▶ What to produce:
Write down exactly the lines of the listing below, beginning with the one containing "use std::net::SocketAddr;" and closing with the final line.

******

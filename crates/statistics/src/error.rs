use observation_store::StoreError;
use thiserror::Error;

#[derive(Error, Debug)]
pub enum StatsError {
    #[error("No stored observations for asset '{0}'")]
    NoData(String),

    #[error("Failed to read observation history: {0}")]
    Store(#[from] StoreError),
}
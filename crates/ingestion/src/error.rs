use market_client::ProviderError;
use observation_store::StoreError;
use thiserror::Error;

/// A single asset's failure within an ingestion cycle. The two sources are
/// kept distinct so reports and logs can tell a dead upstream from a broken
/// store.
#[derive(Error, Debug)]
pub enum IngestError {
    #[error("Provider fetch failed: {0}")]
    Provider(#[from] ProviderError),

    #[error("Failed to persist observation: {0}")]
    Storage(#[from] StoreError),
}
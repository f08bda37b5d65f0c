use axum::{routing::get, Router};
use market_client::MarketDataClient;
use statistics::StatsEngine;
use std::net::SocketAddr;
use std::sync::Arc;
use tower_http::{
    cors::{Any, CorsLayer},
    trace::TraceLayer,
};

pub mod error;
pub mod handlers;

pub use error::AppError;

/// The shared application state that all handlers can access.
pub struct AppState {
    pub market_client: Arc<dyn MarketDataClient>,
    pub stats: StatsEngine,
    /// Window size for the deviation query, fixed at process start.
    pub deviation_window: usize,
}

/// Builds the application router with all routes and middleware.
pub fn app(state: Arc<AppState>) -> Router {
    // The presentation layer is served from a different origin.
    let cors = CorsLayer::new()
        .allow_origin(Any)
        .allow_methods(Any)
        .allow_headers(Any);

    Router::new()
        .route("/health", get(|| async { "OK" }))
        .route("/stats", get(handlers::get_stats))
        .route("/deviation", get(handlers::get_deviation))
        .with_state(state)
        .layer(cors)
        // Logs information about every incoming request.
        .layer(TraceLayer::new_for_http())
}

/// The main function to configure and run the web server.
pub async fn run_server(addr: SocketAddr, state: Arc<AppState>) -> anyhow::Result<()> {
    let app = app(state);

    tracing::info!("Query API listening on http://{}", addr);

    let listener = tokio::net::TcpListener::bind(addr).await?;
    axum::serve(listener, app).await?;

    Ok(())
}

******

▶ Result of the task:
use std::net::SocketAddr;
use std::sync::Arc;
use tower_http::{
    cors::{Any, CorsLayer},
    trace::TraceLayer,
};

pub mod error;
pub mod handlers;

pub use error::AppError;

/// The shared application state that all handlers can access.
pub struct AppState {
    pub market_client: Arc<dyn MarketDataClient>,
    pub stats: StatsEngine,
    /// Window size for the deviation query, fixed at process start.
    pub deviation_window: usize,
}

/// Builds the application router with all routes and middleware.
pub fn app(state: Arc<AppState>) -> Router {
    // The presentation layer is served from a different origin.
    let cors = CorsLayer::new()
        .allow_origin(Any)
        .allow_methods(Any)
        .allow_headers(Any);

    Router::new()
        .route("/health", get(|| async { "OK" }))
        .route("/stats", get(handlers::get_stats))
        .route("/deviation", get(handlers::get_deviation))
        .with_state(state)
        .layer(cors)
        // Logs information about every incoming request.
        .layer(TraceLayer::new_for_http())
}

/// The main function to configure and run the web server.
pub async fn run_server(addr: SocketAddr, state: Arc<AppState>) -> anyhow::Result<()> {
    let app = app(state);

    tracing::info!("Query API listening on http://{}", addr);

    let listener = tokio::net::TcpListener::bind(addr).await?;
    axum::serve(listener, app).await?;

    Ok(())
}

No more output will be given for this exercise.